North Carolina Gov. Roy Cooper on Wednesday proposed a deal to put an end to a challenge by LGBT advocates against a law passed to replace the state’s so-called bathroom bill.
North Carolina lawmakers in March worked out a compromise to replace HB2, the controversial measure passed in March 2016 requiring, among many things, that transgender people use the restrooms in public buildings that match the sex on their birth certificates. The new law, HB142, eliminated that requirement but also said only the General Assembly, not local governments or school districts, could make rules for public restrooms and that local governments cannot enact new nondiscrimination rules for businesses until December 2020.
LGBT advocates filed suit again, claiming the new law was still discriminatory.
Wednesday’s consent decree by Cooper attempts to appease LGBT advocates by allowing transgender people to use the restrooms of their choice in public buildings of executive branch agencies, like transportation and Medicaid.
A judge will rule on the settlement. The LGBT plaintiffs said they would drop the suit if the judge approved the decree.

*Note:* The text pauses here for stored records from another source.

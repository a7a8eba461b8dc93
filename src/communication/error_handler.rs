use crate::workflow::{Keyboard, Reply, WorkflowError};

/// Map a workflow error onto the reply the event's author should see.
/// Admin-facing conditions become alert acks; user-correctable input gets a
/// re-prompt; internal errors get a generic apology.
pub fn reply_for_error(error: &WorkflowError) -> Reply {
    match error {
        WorkflowError::InvalidPhoneFormat(_) => Reply::message(
            "Wrong format. Example: +998901234567",
            Keyboard::None,
        ),
        WorkflowError::RequestNotFound(_) => Reply::AckAlert {
            text: "Request not found".to_string(),
        },
        WorkflowError::RequestAlreadyDecided(_) => Reply::AckAlert {
            text: "Already decided".to_string(),
        },
        WorkflowError::Unauthorized(_) => Reply::AckAlert {
            text: "No access".to_string(),
        },
        WorkflowError::Ledger(_) => Reply::message(
            "Could not service request - please try again later",
            Keyboard::None,
        ),
    }
}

Also on Wednesday, Cooper issued an executive order prohibiting the departments under his control and their contractors from discriminating on the basis of sexual orientation and gender identity. The order would affect 55,000 state employees and 3,000 vendors for up to $1.5 billion in contracts, according to the governor’s office.
Republican leaders condemned Cooper’s two-part plan as backtracking.
“Roy Cooper made a deal with the business community and the legislature to repeal HB2 and put divisive social issues that North Carolinians are sick of hearing about behind us, and his attempt to resurrect these issues shows he acted in bad faith,” said House Speaker Tim Moore and Senate leader Phil Berger, both Republicans. “We trust the court will reject the governor’s latest stunt.” —K.C.